> [WHAT TO PRODUCE] Please look for the string "stored" below and report every line in which it occurs.

> [SUPPLIED INFORMATION]
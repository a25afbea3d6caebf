//! Cache Error Types
//!
//! This module provides structured errors using `exn` for automatic location
//! tracking and error tree construction.
//!
//! Most pipelines log a diagnostic and carry on when a single statement
//! fails; the kinds below are what actually reaches the caller.

use crate::models::Field;
use derive_more::{Display, Error};

/// A cache error with automatic location tracking.
pub type Error = exn::Exn<ErrorKind>;
/// Result type alias for cache operations.
pub type Result<T> = std::result::Result<T, Error>;

/// Actionable error categories.
///
/// These describe what the caller should *do*, not what went wrong internally.
#[derive(Debug, Display, Error, Clone, PartialEq, Eq)]
pub enum ErrorKind {
    /// Opening, closing or locking the database failed (includes busy
    /// timeouts while waiting for another writer).
    #[display("database connection error")]
    Connection,
    #[display("database schema error")]
    Migration,
    /// The query lacks a field its subject type cannot be stored without.
    #[display("query is missing required field: {_0}")]
    MissingField(#[error(not(source))] Field),
    /// A load-bearing statement failed.
    #[display("statement failed")]
    Statement,
    /// A stored row did not have the expected shape.
    #[display("malformed result row: {_0}")]
    MalformedResult(#[error(not(source))] &'static str),
    /// Serialization/deserialization error.
    #[display("invalid cache data: {_0}")]
    InvalidData(#[error(not(source))] &'static str),
}

impl ErrorKind {
    /// Returns `true` if retrying might succeed.
    pub fn is_retryable(&self) -> bool {
        matches!(self, Self::Connection)
    }
}

#[cfg(test)]
mod tests {
    use super::*;
    use exn::ResultExt;

    #[test]
    fn error_kind_display() {
        assert_eq!(ErrorKind::Connection.to_string(), "database connection error");
        assert_eq!(
            ErrorKind::MissingField(Field::Title).to_string(),
            "query is missing required field: title"
        );
        assert_eq!(ErrorKind::MalformedResult("checksum").to_string(), "malformed result row: checksum");
    }

    #[test]
    fn error_kind_retryable() {
        assert!(ErrorKind::Connection.is_retryable());
        assert!(!ErrorKind::MissingField(Field::Artist).is_retryable());
        assert!(!ErrorKind::Statement.is_retryable());
    }

    #[test]
    fn error_from_result() {
        let result: std::result::Result<(), std::io::Error> =
            Err(std::io::Error::new(std::io::ErrorKind::WouldBlock, "database is locked"));
        let err: Result<()> = result.or_raise(|| ErrorKind::Connection);
        let exn = err.unwrap_err();
        assert_eq!(*exn, ErrorKind::Connection);
    }
}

> [ANSWER FOR THIS EXERCISE]
    /// The query lacks a field its subject type cannot be stored without.
    /// A stored row did not have the expected shape.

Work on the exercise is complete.